◆ WORK TO BE COMPLETED
What follows is a listing. Return every line of it exactly.

---------- SUPPLIED MATERIAL ----------

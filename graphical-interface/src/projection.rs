//! Conversions between the map widget's view (center, zoom level, size in
//! points) and a [`GeoRegion`].
//!
//! The widget uses Web Mercator tiles of 256 points. The latitude span is
//! scaled by `cos(latitude)` at the center, which is accurate enough across a
//! single campus.

use viewport::{Coordinates, GeoRegion};
use walkers::Position;

const TILE_SIZE: f64 = 256.0;

/// Degrees of longitude covered by one point at `zoom`.
pub fn degrees_per_point(zoom: f64) -> f64 {
    360.0 / (TILE_SIZE * 2f64.powf(zoom))
}

/// Region shown by a map of `width` x `height` points centered on `center`.
pub fn region_from_view(center: Coordinates, zoom: f64, width: f32, height: f32) -> GeoRegion {
    let per_point = degrees_per_point(zoom);

    GeoRegion::new(
        center.latitude,
        center.longitude,
        f64::from(height) * per_point * center.latitude.to_radians().cos(),
        f64::from(width) * per_point,
    )
}

/// Zoom level at which a map `height` points tall shows exactly the
/// region's latitude span. `None` while the map has no size yet.
pub fn zoom_for_region(region: &GeoRegion, height: f32) -> Option<f64> {
    if height <= 0.0 || region.latitude_delta <= 0.0 {
        return None;
    }

    let span_at_zoom_zero =
        f64::from(height) * 360.0 / TILE_SIZE * region.latitude.to_radians().cos();
    Some((span_at_zoom_zero / region.latitude_delta).log2())
}

pub fn to_position(coordinates: Coordinates) -> Position {
    Position::from_lat_lon(coordinates.latitude, coordinates.longitude)
}

pub fn to_coordinates(position: Position) -> Coordinates {
    Coordinates::new(position.lat(), position.lon())
}
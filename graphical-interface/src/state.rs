use shuttle_feed::ShuttleState;
use viewport::{GeoRegion, ViewportController};

use crate::types::{Marker, MarkerKind, Stop};

/// Label shown for a stop the latest feed message said nothing about.
pub const NO_ESTIMATE: &str = "No estimate";
const BUS_ID: &str = "bus";
const BUS_TITLE: &str = "Shuttle";
const BUS_LABEL: &str = "Current location";

/// Tracks which stop callout is open.
pub struct SelectionState {
    pub stop: Option<String>,
}

impl SelectionState {
    pub fn new() -> SelectionState {
        Self { stop: None }
    }

    /// If the provided stop is already selected, it will be deselected.
    /// Otherwise, it will be selected.
    pub fn toggle_stop_selection(&mut self, stop_id: &str) {
        if self.stop.as_deref() == Some(stop_id) {
            self.stop = None;
        } else {
            self.stop = Some(stop_id.to_string());
        }
    }

    pub fn is_selected(&self, stop_id: &str) -> bool {
        self.stop.as_deref() == Some(stop_id)
    }
}

/// Everything the map view displays: the clamped viewport and the latest
/// shuttle snapshot.
///
/// The two halves never touch each other. Feed updates leave the viewport
/// alone and gestures leave the shuttle state alone.
pub struct ViewState {
    pub viewport: ViewportController,
    pub shuttle: ShuttleState,
    pub stops: Vec<Stop>,
}

impl ViewState {
    pub fn new(stops: Vec<Stop>) -> Self {
        Self {
            viewport: ViewportController::new(),
            shuttle: ShuttleState::loading(),
            stops,
        }
    }

    /// Replaces the shuttle snapshot wholesale.
    pub fn apply_update(&mut self, state: ShuttleState) {
        self.shuttle = state;
    }

    /// Clamps the region the map reports after a gesture and returns the one
    /// it has to show.
    pub fn finish_gesture(&mut self, proposed: GeoRegion) -> GeoRegion {
        self.viewport.finish_gesture(proposed)
    }

    /// Centers the map on the last known bus position, keeping the zoom.
    pub fn follow_bus(&mut self) -> GeoRegion {
        self.viewport.pan_to(self.shuttle.bus_position)
    }

    /// Stop markers in stop order, then the bus.
    pub fn markers(&self) -> Vec<Marker> {
        let mut markers: Vec<Marker> = self
            .stops
            .iter()
            .map(|stop| Marker {
                id: stop.id.clone(),
                kind: MarkerKind::Stop,
                position: stop.position,
                title: stop.name.clone(),
                label: self
                    .shuttle
                    .eta(&stop.id)
                    .unwrap_or(NO_ESTIMATE)
                    .to_string(),
            })
            .collect();

        markers.push(Marker {
            id: BUS_ID.to_string(),
            kind: MarkerKind::Bus,
            position: self.shuttle.bus_position,
            title: BUS_TITLE.to_string(),
            label: BUS_LABEL.to_string(),
        });

        markers
    }
}
mod bus;
mod stops;

pub use bus::Bus;
pub use stops::Stops;
mod chrome;
mod controls;
pub use chrome::{footer, header};
pub use controls::{controls, ControlAction};
/// What the user asked for with the map buttons.
#[derive(Debug, Clone, Copy, PartialEq, Eq)]
pub enum ControlAction {
    ZoomIn,
    ZoomOut,
    Recenter,
    FollowBus,
}

impl ControlAction {
    /// Latitude span multiplier for zoom actions.
    pub fn zoom_factor(self) -> Option<f64> {
        match self {
            ControlAction::ZoomIn => Some(0.5),
            ControlAction::ZoomOut => Some(2.0),
            ControlAction::Recenter | ControlAction::FollowBus => None,
        }
    }
}

/// Zoom, recenter and follow-bus buttons pinned to the bottom right corner of the map.
pub fn controls(ctx: &egui::Context) -> Option<ControlAction> {
    let mut action = None;
    let button_size = [44.0, 44.0];

    egui::Area::new("map_controls".into())
        .anchor(egui::Align2::RIGHT_BOTTOM, [-10.0, -60.0])
        .show(ctx, |ui| {
            ui.vertical(|ui| {
                for (text, candidate) in [
                    ("+", ControlAction::ZoomIn),
                    ("-", ControlAction::ZoomOut),
                    ("Fit", ControlAction::Recenter),
                    ("Bus", ControlAction::FollowBus),
                ] {
                    if ui
                        .add_sized(button_size, egui::Button::new(text).rounding(10.0))
                        .clicked()
                    {
                        action = Some(candidate);
                    }
                }
            });
        });

    action
}

#[cfg(test)]
mod tests {
    use super::*;

    #[test]
    fn test_zoom_factors() {
        assert_eq!(ControlAction::ZoomIn.zoom_factor(), Some(0.5));
        assert_eq!(ControlAction::ZoomOut.zoom_factor(), Some(2.0));
        assert_eq!(ControlAction::Recenter.zoom_factor(), None);
        assert_eq!(ControlAction::FollowBus.zoom_factor(), None);
    }
}
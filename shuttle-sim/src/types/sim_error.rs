use std::fmt;

/// Represents errors that can occur in the feed simulator.
#[derive(Debug)]
pub enum SimError {
    Bind(String),   // Listener could not be opened
    Encode(String), // Snapshot could not be serialized
    LockError(String),
    InvalidRoute(String),
}

impl fmt::Display for SimError {
    fn fmt(&self, f: &mut fmt::Formatter<'_>) -> fmt::Result {
        match self {
            SimError::Bind(ref addr) => write!(f, "Could not listen on {}", addr),
            SimError::Encode(ref msg) => write!(f, "Could not encode snapshot: {}", msg),
            SimError::LockError(ref msg) => write!(f, "Lock error: {}", msg),
            SimError::InvalidRoute(ref msg) => write!(f, "Invalid route: {}", msg),
        }
    }
}

impl std::error::Error for SimError {}

impl From<shuttle_feed::FeedError> for SimError {
    fn from(err: shuttle_feed::FeedError) -> Self {
        SimError::Encode(err.to_string())
    }
}
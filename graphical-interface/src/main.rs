fn main() -> Result<(), eframe::Error> {
    graphical_interface::run()
}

----------

◆ OUTPUT FOR THIS EXERCISE
filename graphical-interface/src/projection.rs
//! Conversions between the map widget's view (center, zoom level, size in
//! points) and a [`GeoRegion`].
//!
//! The widget uses Web Mercator tiles of 256 points. The latitude span is
//! scaled by `cos(latitude)` at the center, which is accurate enough across a
//! single campus.

use viewport::{Coordinates, GeoRegion};
use walkers::Position;

const TILE_SIZE: f64 = 256.0;

/// Degrees of longitude covered by one point at `zoom`.
pub fn degrees_per_point(zoom: f64) -> f64 {
    360.0 / (TILE_SIZE * 2f64.powf(zoom))
}

/// Region shown by a map of `width` x `height` points centered on `center`.
pub fn region_from_view(center: Coordinates, zoom: f64, width: f32, height: f32) -> GeoRegion {
    let per_point = degrees_per_point(zoom);

    GeoRegion::new(
        center.latitude,
        center.longitude,
        f64::from(height) * per_point * center.latitude.to_radians().cos(),
        f64::from(width) * per_point,
    )
}

/// Zoom level at which a map `height` points tall shows exactly the
/// region's latitude span. `None` while the map has no size yet.
pub fn zoom_for_region(region: &GeoRegion, height: f32) -> Option<f64> {
    if height <= 0.0 || region.latitude_delta <= 0.0 {
        return None;
    }

    let span_at_zoom_zero =
        f64::from(height) * 360.0 / TILE_SIZE * region.latitude.to_radians().cos();
    Some((span_at_zoom_zero / region.latitude_delta).log2())
}

pub fn to_position(coordinates: Coordinates) -> Position {
    Position::from_lat_lon(coordinates.latitude, coordinates.longitude)
}

pub fn to_coordinates(position: Position) -> Coordinates {
    Coordinates::new(position.lat(), position.lon())
}
filename graphical-interface/src/state.rs
use shuttle_feed::ShuttleState;
use viewport::{GeoRegion, ViewportController};

use crate::types::{Marker, MarkerKind, Stop};

/// Label shown for a stop the latest feed message said nothing about.
pub const NO_ESTIMATE: &str = "No estimate";
const BUS_ID: &str = "bus";
const BUS_TITLE: &str = "Shuttle";
const BUS_LABEL: &str = "Current location";

/// Tracks which stop callout is open.
pub struct SelectionState {
    pub stop: Option<String>,
}

impl SelectionState {
    pub fn new() -> SelectionState {
        Self { stop: None }
    }

    /// If the provided stop is already selected, it will be deselected.
    /// Otherwise, it will be selected.
    pub fn toggle_stop_selection(&mut self, stop_id: &str) {
        if self.stop.as_deref() == Some(stop_id) {
            self.stop = None;
        } else {
            self.stop = Some(stop_id.to_string());
        }
    }

    pub fn is_selected(&self, stop_id: &str) -> bool {
        self.stop.as_deref() == Some(stop_id)
    }
}

/// Everything the map view displays: the clamped viewport and the latest
/// shuttle snapshot.
///
/// The two halves never touch each other. Feed updates leave the viewport
/// alone and gestures leave the shuttle state alone.
pub struct ViewState {
    pub viewport: ViewportController,
    pub shuttle: ShuttleState,
    pub stops: Vec<Stop>,
}

impl ViewState {
    pub fn new(stops: Vec<Stop>) -> Self {
        Self {
            viewport: ViewportController::new(),
            shuttle: ShuttleState::loading(),
            stops,
        }
    }

    /// Replaces the shuttle snapshot wholesale.
    pub fn apply_update(&mut self, state: ShuttleState) {
        self.shuttle = state;
    }

    /// Clamps the region the map reports after a gesture and returns the one
    /// it has to show.
    pub fn finish_gesture(&mut self, proposed: GeoRegion) -> GeoRegion {
        self.viewport.finish_gesture(proposed)
    }

    /// Centers the map on the last known bus position, keeping the zoom.
    pub fn follow_bus(&mut self) -> GeoRegion {
        self.viewport.pan_to(self.shuttle.bus_position)
    }

    /// Stop markers in stop order, then the bus.
    pub fn markers(&self) -> Vec<Marker> {
        let mut markers: Vec<Marker> = self
            .stops
            .iter()
            .map(|stop| Marker {
                id: stop.id.clone(),
                kind: MarkerKind::Stop,
                position: stop.position,
                title: stop.name.clone(),
                label: self
                    .shuttle
                    .eta(&stop.id)
                    .unwrap_or(NO_ESTIMATE)
                    .to_string(),
            })
            .collect();

        markers.push(Marker {
            id: BUS_ID.to_string(),
            kind: MarkerKind::Bus,
            position: self.shuttle.bus_position,
            title: BUS_TITLE.to_string(),
            label: BUS_LABEL.to_string(),
        });

        markers
    }
}
mod bus;
mod stops;

pub use bus::Bus;
pub use stops::Stops;
mod chrome;
mod controls;
pub use chrome::{footer, header};
pub use controls::{controls, ControlAction};
/// What the user asked for with the map buttons.
#[derive(Debug, Clone, Copy, PartialEq, Eq)]
pub enum ControlAction {
    ZoomIn,
    ZoomOut,
    Recenter,
    FollowBus,
}

impl ControlAction {
    /// Latitude span multiplier for zoom actions.
    pub fn zoom_factor(self) -> Option<f64> {
        match self {
            ControlAction::ZoomIn => Some(0.5),
            ControlAction::ZoomOut => Some(2.0),
            ControlAction::Recenter | ControlAction::FollowBus => None,
        }
    }
}

/// Zoom, recenter and follow-bus buttons pinned to the bottom right corner of the map.
pub fn controls(ctx: &egui::Context) -> Option<ControlAction> {
    let mut action = None;
    let button_size = [44.0, 44.0];

    egui::Area::new("map_controls".into())
        .anchor(egui::Align2::RIGHT_BOTTOM, [-10.0, -60.0])
        .show(ctx, |ui| {
            ui.vertical(|ui| {
                for (text, candidate) in [
                    ("+", ControlAction::ZoomIn),
                    ("-", ControlAction::ZoomOut),
                    ("Fit", ControlAction::Recenter),
                    ("Bus", ControlAction::FollowBus),
                ] {
                    if ui
                        .add_sized(button_size, egui::Button::new(text).rounding(10.0))
                        .clicked()
                    {
                        action = Some(candidate);
                    }
                }
            });
        });

    action
}

#[cfg(test)]
mod tests {
    use super::*;

    #[test]
    fn test_zoom_factors() {
        assert_eq!(ControlAction::ZoomIn.zoom_factor(), Some(0.5));
        assert_eq!(ControlAction::ZoomOut.zoom_factor(), Some(2.0));
        assert_eq!(ControlAction::Recenter.zoom_factor(), None);
        assert_eq!(ControlAction::FollowBus.zoom_factor(), None);
    }
}
filename shuttle-sim/src/types/sim_error.rs
use std::fmt;

/// Represents errors that can occur in the feed simulator.
#[derive(Debug)]
pub enum SimError {
    Bind(String),   // Listener could not be opened
    Encode(String), // Snapshot could not be serialized
    LockError(String),
    InvalidRoute(String),
}

impl fmt::Display for SimError {
    fn fmt(&self, f: &mut fmt::Formatter<'_>) -> fmt::Result {
        match self {
            SimError::Bind(ref addr) => write!(f, "Could not listen on {}", addr),
            SimError::Encode(ref msg) => write!(f, "Could not encode snapshot: {}", msg),
            SimError::LockError(ref msg) => write!(f, "Lock error: {}", msg),
            SimError::InvalidRoute(ref msg) => write!(f, "Invalid route: {}", msg),
        }
    }
}

impl std::error::Error for SimError {}

impl From<shuttle_feed::FeedError> for SimError {
    fn from(err: shuttle_feed::FeedError) -> Self {
        SimError::Encode(err.to_string())
    }
}
filename graphical-interface/src/main.rs
fn main() -> Result<(), eframe::Error> {
    graphical_interface::run()
}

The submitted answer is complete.